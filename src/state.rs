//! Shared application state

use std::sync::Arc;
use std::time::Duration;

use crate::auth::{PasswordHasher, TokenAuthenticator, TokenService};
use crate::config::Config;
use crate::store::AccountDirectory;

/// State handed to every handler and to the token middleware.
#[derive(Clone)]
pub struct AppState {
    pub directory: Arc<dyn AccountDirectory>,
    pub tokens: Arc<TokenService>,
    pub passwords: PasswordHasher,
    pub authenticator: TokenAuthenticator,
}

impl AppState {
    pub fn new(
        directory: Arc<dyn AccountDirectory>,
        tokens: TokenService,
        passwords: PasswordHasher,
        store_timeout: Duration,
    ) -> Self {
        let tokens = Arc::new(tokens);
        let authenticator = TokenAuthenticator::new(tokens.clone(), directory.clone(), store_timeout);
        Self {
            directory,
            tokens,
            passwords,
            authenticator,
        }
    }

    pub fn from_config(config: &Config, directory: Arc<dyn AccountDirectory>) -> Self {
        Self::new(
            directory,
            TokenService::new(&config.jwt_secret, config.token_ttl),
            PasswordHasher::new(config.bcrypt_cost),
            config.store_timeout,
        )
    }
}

--

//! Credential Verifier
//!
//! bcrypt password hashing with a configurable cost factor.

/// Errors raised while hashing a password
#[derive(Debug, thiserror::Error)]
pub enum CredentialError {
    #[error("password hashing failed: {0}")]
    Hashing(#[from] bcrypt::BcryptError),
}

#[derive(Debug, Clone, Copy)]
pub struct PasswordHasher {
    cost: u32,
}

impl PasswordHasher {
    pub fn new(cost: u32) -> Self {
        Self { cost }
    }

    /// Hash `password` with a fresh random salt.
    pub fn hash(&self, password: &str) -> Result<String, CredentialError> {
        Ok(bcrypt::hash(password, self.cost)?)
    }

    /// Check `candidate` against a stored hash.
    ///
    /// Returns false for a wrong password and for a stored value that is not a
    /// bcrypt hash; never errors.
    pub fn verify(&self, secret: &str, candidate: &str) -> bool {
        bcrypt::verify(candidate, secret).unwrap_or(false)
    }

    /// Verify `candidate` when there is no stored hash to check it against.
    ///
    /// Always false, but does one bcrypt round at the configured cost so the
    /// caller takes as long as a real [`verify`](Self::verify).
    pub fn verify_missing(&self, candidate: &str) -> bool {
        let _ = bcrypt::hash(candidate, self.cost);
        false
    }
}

* [Instructions to follow]
Scan the data for the string "PasswordHasher" and copy each line in which it occurs.

* [Answer for this exercise]
use crate::auth::{PasswordHasher, TokenAuthenticator, TokenService};
    pub passwords: PasswordHasher,
        passwords: PasswordHasher,
            PasswordHasher::new(config.bcrypt_cost),
pub struct PasswordHasher {
impl PasswordHasher {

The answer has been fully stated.